SQL: Redundant WHERE clause specifying column is > 0? - sql

Help me understand this: In the sqlzoo tutorial for question 3a ("Find the largest country in each region"), why does attaching 'AND population > 0' to the nested SELECT statement make this correct?

The reason is because the:
AND population > 0
...is filtering out the null row for the region "Europe", name "Vatican", which complicates the:
WHERE population >= ALL (SELECT population
FROM ...)
...because NULL isn't a value, so Russia won't be ranked properly. The ALL operator requires that the value you were comparing to be greater or equal to ALL the values returned from the subquery, which can never happen when there's a NULL in there.
My query would've been either:
SELECT region, name, population
FROM bbc x
WHERE population = (SELECT MAX(population)
FROM bbc y
WHERE y.region = x.region)
...or, using a JOIN:
SELECT x.region, x.name, x.population
FROM bbc x
JOIN (SELECT y.region,
MAX(y.population) AS max_pop
FROM bbc y
GROUP BY y.region) z ON z.region = x.region
AND z.max_pop = x.population

No it doesn't.

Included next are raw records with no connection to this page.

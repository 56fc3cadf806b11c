// Licensed to the Apache Software Foundation (ASF) under one
// or more contributor license agreements.  See the NOTICE file
// distributed with this work for additional information
// regarding copyright ownership.  The ASF licenses this file
// to you under the Apache License, Version 2.0 (the
// "License"); you may not use this file except in compliance
// with the License.  You may obtain a copy of the License at
//
//   http://www.apache.org/licenses/LICENSE-2.0
//
// Unless required by applicable law or agreed to in writing,
// software distributed under the License is distributed on an
// "AS IS" BASIS, WITHOUT WARRANTIES OR CONDITIONS OF ANY
// KIND, either express or implied.  See the License for the
// specific language governing permissions and limitations
// under the License.

//! A self-contained, row-oriented [Apache Parquet] reader.
//!
//! This crate materializes rows, row ranges, or individual columns from
//! Parquet files written by any conforming writer, including remote files
//! accessed through byte-range requests. The Thrift compact protocol, the
//! page encodings (PLAIN, RLE/bit-packed hybrid, dictionary,
//! DELTA_BINARY_PACKED, BYTE_STREAM_SPLIT) and Dremel record assembly are
//! implemented here; decompression is delegated to a pluggable
//! [codec registry](compression::CodecRegistry).
//!
//! # Reading rows from a file
//!
//! ```no_run
//! use bytes::Bytes;
//! use parquet_row::reader::{ParquetReader, ReadOptions};
//!
//! # fn main() -> parquet_row::errors::Result<()> {
//! let data = Bytes::from(std::fs::read("data.parquet")?);
//! let reader = ParquetReader::try_new(data)?;
//! for row in reader.read_rows(ReadOptions::builder().build())? {
//!     println!("{row:?}");
//! }
//! # Ok(())
//! # }
//! ```
//!
//! # Reading a remote file with range requests
//!
//! With the `async` feature, [`source::ByteSource`] abstracts any
//! range-addressable blob. Metadata is located with a single suffix fetch
//! (plus at most one follow-up request), and each column chunk is fetched
//! with one range request.
//!
//! [Apache Parquet]: https://parquet.apache.org/

#![warn(missing_docs)]

#[macro_use]
pub mod errors;
pub mod basic;
pub mod compression;
pub mod source;

pub(crate) mod thrift;
pub(crate) mod util;

pub mod column;
pub mod file;
pub mod record;
pub mod schema;

pub(crate) mod encodings;

pub mod reader;

#[cfg(test)]
pub(crate) mod test_util;
// Licensed to the Apache Software Foundation (ASF) under one
// or more contributor license agreements.  See the NOTICE file
// distributed with this work for additional information
// regarding copyright ownership.  The ASF licenses this file
// to you under the Apache License, Version 2.0 (the
// "License"); you may not use this file except in compliance
// with the License.  You may obtain a copy of the License at
//
//   http://www.apache.org/licenses/LICENSE-2.0
//
// Unless required by applicable law or agreed to in writing,
// software distributed under the License is distributed on an
// "AS IS" BASIS, WITHOUT WARRANTIES OR CONDITIONS OF ANY
// KIND, either express or implied.  See the License for the
// specific language governing permissions and limitations
// under the License.

//! File-level metadata: the footer, the Thrift-encoded [`metadata`] block,
//! and its asynchronous range-request loader.

pub mod footer;
pub mod metadata;

#[cfg(feature = "async")]
pub mod async_metadata;

/// Size of the footer: a 4 byte little-endian metadata length plus the
/// 4 byte "PAR1" magic.
pub const FOOTER_SIZE: usize = 8;

/// The "PAR1" magic opening and closing every Parquet file.
pub const PARQUET_MAGIC: [u8; 4] = [b'P', b'A', b'R', b'1'];

/// Default number of trailing bytes fetched when loading metadata from an
/// asynchronous source. Large enough to cover the footer of most files in a
/// single request.
pub const DEFAULT_FOOTER_READ_SIZE: usize = 512 * 1024;
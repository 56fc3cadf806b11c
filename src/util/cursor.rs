// Licensed to the Apache Software Foundation (ASF) under one
// or more contributor license agreements.  See the NOTICE file
// distributed with this work for additional information
// regarding copyright ownership.  The ASF licenses this file
// to you under the Apache License, Version 2.0 (the
// "License"); you may not use this file except in compliance
// with the License.  You may obtain a copy of the License at
//
//   http://www.apache.org/licenses/LICENSE-2.0
//
// Unless required by applicable law or agreed to in writing,
// software distributed under the License is distributed on an
// "AS IS" BASIS, WITHOUT WARRANTIES OR CONDITIONS OF ANY
// KIND, either express or implied.  See the License for the
// specific language governing permissions and limitations
// under the License.

//! Bounds-checked little-endian cursor over an in-memory page buffer.

use bytes::Bytes;

use crate::errors::{ParquetError, Result};

/// A byte slice bundled with a mutable offset.
///
/// All reads are little-endian and bounds-checked; an underflow surfaces as a
/// truncated-input error. Byte runs are returned as zero-copy sub-slices of
/// the underlying buffer.
pub(crate) struct ByteCursor {
    data: Bytes,
    offset: usize,
}

macro_rules! read_le {
    ($name:ident, $ty:ty) => {
        #[allow(dead_code)]
        pub(crate) fn $name(&mut self) -> Result<$ty> {
            const N: usize = std::mem::size_of::<$ty>();
            let slice: [u8; N] = self.bytes_checked(N)?.try_into().unwrap();
            self.offset += N;
            Ok(<$ty>::from_le_bytes(slice))
        }
    };
}

impl ByteCursor {
    pub(crate) fn new(data: Bytes) -> Self {
        Self { data, offset: 0 }
    }

    /// The current byte offset.
    pub(crate) fn position(&self) -> usize {
        self.offset
    }

    /// Bytes left between the offset and the end of the slice.
    pub(crate) fn remaining(&self) -> usize {
        self.data.len() - self.offset
    }

    fn bytes_checked(&self, n: usize) -> Result<&[u8]> {
        self.data.get(self.offset..self.offset + n).ok_or_else(|| {
            eof_err!(
                "Truncated input: need {} bytes at offset {}, have {}",
                n,
                self.offset,
                self.data.len() - self.offset
            )
        })
    }

    read_le!(read_u8, u8);
    read_le!(read_u16, u16);
    read_le!(read_i16, i16);
    read_le!(read_u32, u32);
    read_le!(read_i32, i32);
    read_le!(read_u64, u64);
    read_le!(read_i64, i64);
    read_le!(read_f32, f32);
    read_le!(read_f64, f64);

    /// Read a fixed-length run of bytes as a zero-copy sub-slice.
    pub(crate) fn read_slice(&mut self, len: usize) -> Result<Bytes> {
        self.bytes_checked(len)?;
        let ret = self.data.slice(self.offset..self.offset + len);
        self.offset += len;
        Ok(ret)
    }

    /// Advance the offset by `n` bytes.
    pub(crate) fn advance(&mut self, n: usize) -> Result<()> {
        self.bytes_checked(n)?;
        self.offset += n;
        Ok(())
    }

    /// The unconsumed remainder as a zero-copy sub-slice.
    pub(crate) fn remaining_bytes(&self) -> Bytes {
        self.data.slice(self.offset..)
    }
}

#[cfg(test)]
mod tests {
    use super::*;

    #[test]
    fn test_primitive_reads() {
        let mut data = vec![];
        data.extend_from_slice(&0x12u8.to_le_bytes());
        data.extend_from_slice(&0x3456u16.to_le_bytes());
        data.extend_from_slice(&(-7i32).to_le_bytes());
        data.extend_from_slice(&0x1122334455667788u64.to_le_bytes());
        data.extend_from_slice(&1.5f32.to_le_bytes());
        data.extend_from_slice(&(-2.25f64).to_le_bytes());

        let mut cursor = ByteCursor::new(Bytes::from(data));
        assert_eq!(cursor.read_u8().unwrap(), 0x12);
        assert_eq!(cursor.read_u16().unwrap(), 0x3456);
        assert_eq!(cursor.read_i32().unwrap(), -7);
        assert_eq!(cursor.read_u64().unwrap(), 0x1122334455667788);
        assert_eq!(cursor.read_f32().unwrap(), 1.5);
        assert_eq!(cursor.read_f64().unwrap(), -2.25);
        assert_eq!(cursor.remaining(), 0);
    }

    #[test]
    fn test_slice_is_zero_copy() {
        let data = Bytes::from_static(b"hello world");
        let mut cursor = ByteCursor::new(data.clone());
        cursor.advance(6).unwrap();
        let s = cursor.read_slice(5).unwrap();
        assert_eq!(s.as_ref(), b"world");
        // sub-slice shares the original allocation
        assert_eq!(s.as_ptr(), data[6..].as_ptr());
    }

    #[test]
    fn test_underflow_is_eof() {
        let mut cursor = ByteCursor::new(Bytes::from_static(&[1, 2, 3]));
        assert!(matches!(cursor.read_u32(), Err(ParquetError::EOF(_))));
        // a failed read must not move the offset
        assert_eq!(cursor.position(), 0);
        assert_eq!(cursor.read_u8().unwrap(), 1);
    }
}
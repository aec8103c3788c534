//! Read-only commands: current, history, heads, check.

use crate::commands::{open_manager, Output};
use crate::config::Config;
use crate::error::AppError;
use serde_json::json;

pub fn current(config: &Config, out: &Output) -> Result<(), AppError> {
    let manager = open_manager(config)?;
    let state = manager.current_revision()?;
    out.emit(&state, json!({ "current": state.to_string() }));
    Ok(())
}

pub fn history(config: &Config, out: &Output) -> Result<(), AppError> {
    let manager = open_manager(config)?;
    let entries = manager.history_entries()?;

    let mut lines = Vec::with_capacity(entries.len());
    for entry in entries.iter().rev() {
        let mut flags = Vec::new();
        if entry.head {
            flags.push("head");
        }
        if entry.current {
            flags.push("current");
        }
        let marker = if entry.applied { "*" } else { " " };
        let flags = if flags.is_empty() {
            String::new()
        } else {
            format!(" ({})", flags.join(", "))
        };
        lines.push(format!(
            "{} {} <- {}{}  {}",
            marker,
            entry.id,
            entry.parent.as_deref().unwrap_or("<base>"),
            flags,
            entry.description
        ));
    }
    if lines.is_empty() {
        lines.push("No revisions".to_string());
    }

    out.emit(lines.join("\n"), json!({ "revisions": entries }));
    Ok(())
}

pub fn heads(config: &Config, out: &Output) -> Result<(), AppError> {
    let manager = open_manager(config)?;
    let head = manager.history().head();
    let text = match head {
        Some(rev) => format!("{} (head)  {}", rev.id, rev.description),
        None => "No revisions".to_string(),
    };
    out.emit(
        text,
        json!({ "heads": head.map(|r| vec![r.id.to_string()]).unwrap_or_default() }),
    );
    Ok(())
}

pub fn check(config: &Config, out: &Output) -> Result<(), AppError> {
    let manager = open_manager(config)?;
    let model = config.load_model()?;
    let report = manager.check(model.as_ref())?;

    let mut lines = vec![format!("Checked {} revision(s)", report.revisions_checked)];
    for failure in &report.round_trip_failures {
        lines.push(format!("round trip failed for {}: {}", failure.revision, failure.detail));
    }
    for change in &report.pending_changes {
        lines.push(format!("model not covered by a revision: {}", change));
    }
    if !report.at_head {
        lines.push(format!(
            "database is at {}, not at head",
            manager.current_revision()?
        ));
    }
    out.emit(lines.join("\n"), json!(report));

    if report.is_clean() {
        Ok(())
    } else {
        Err(AppError::Validation("Check found problems".into()))
    }
}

Largest country has a priori nonzero population.
It's like checking if a largest book has any pages in it.

Related

Why does this code work with a less than sign when the question requests for a greater than sign (nested selects from SQL zoo)?

(updated) I'm trying to learn SQL from the following website:
https://sqlzoo.net/wiki/Nested_SELECT_Quiz
In this quiz, the second question asks to find countries belonging to regions with all populations over 50000 -
It says that this is the correct answer:
SELECT name,region,population FROM bbc x WHERE 50000 < ALL (SELECT population FROM bbc y WHERE x.region=y.region AND y.population>0)
Thats the answer it gives me. Can anyone explain in plain English why this works? If we're looking for population over 50,000 why is the code using a less than sign? And how do nested selects work in general then?
Order matters. 50000 < population is the same as population > 50000.
Why write it this funny way? Because you have to.
Specifically all is a quantified comparison predicate and it must be of the form <value> <operator> all(<subquery>). So 50000 < all(subquery). I can't say why it cannot be reversed, possibly to make parsing this special case easier.
And how do nested selects work in general then?
all is true if every row of the subquery meets the condition. 50000 < all(subquery) means that 50,000 is less than every row in the subquery (or every row in the subquery is over 50000).
SELECT name,region,population
FROM bbc x
WHERE 50000 < ALL (
SELECT population
FROM bbc y
WHERE x.region=y.region AND y.population>0
)
The subquery runs once for each row in bbc. x is the bbc table in the original query and y is the bbc table in the subquery. where x.region=y.region filters the subquery results to only rows in the same region as the original row.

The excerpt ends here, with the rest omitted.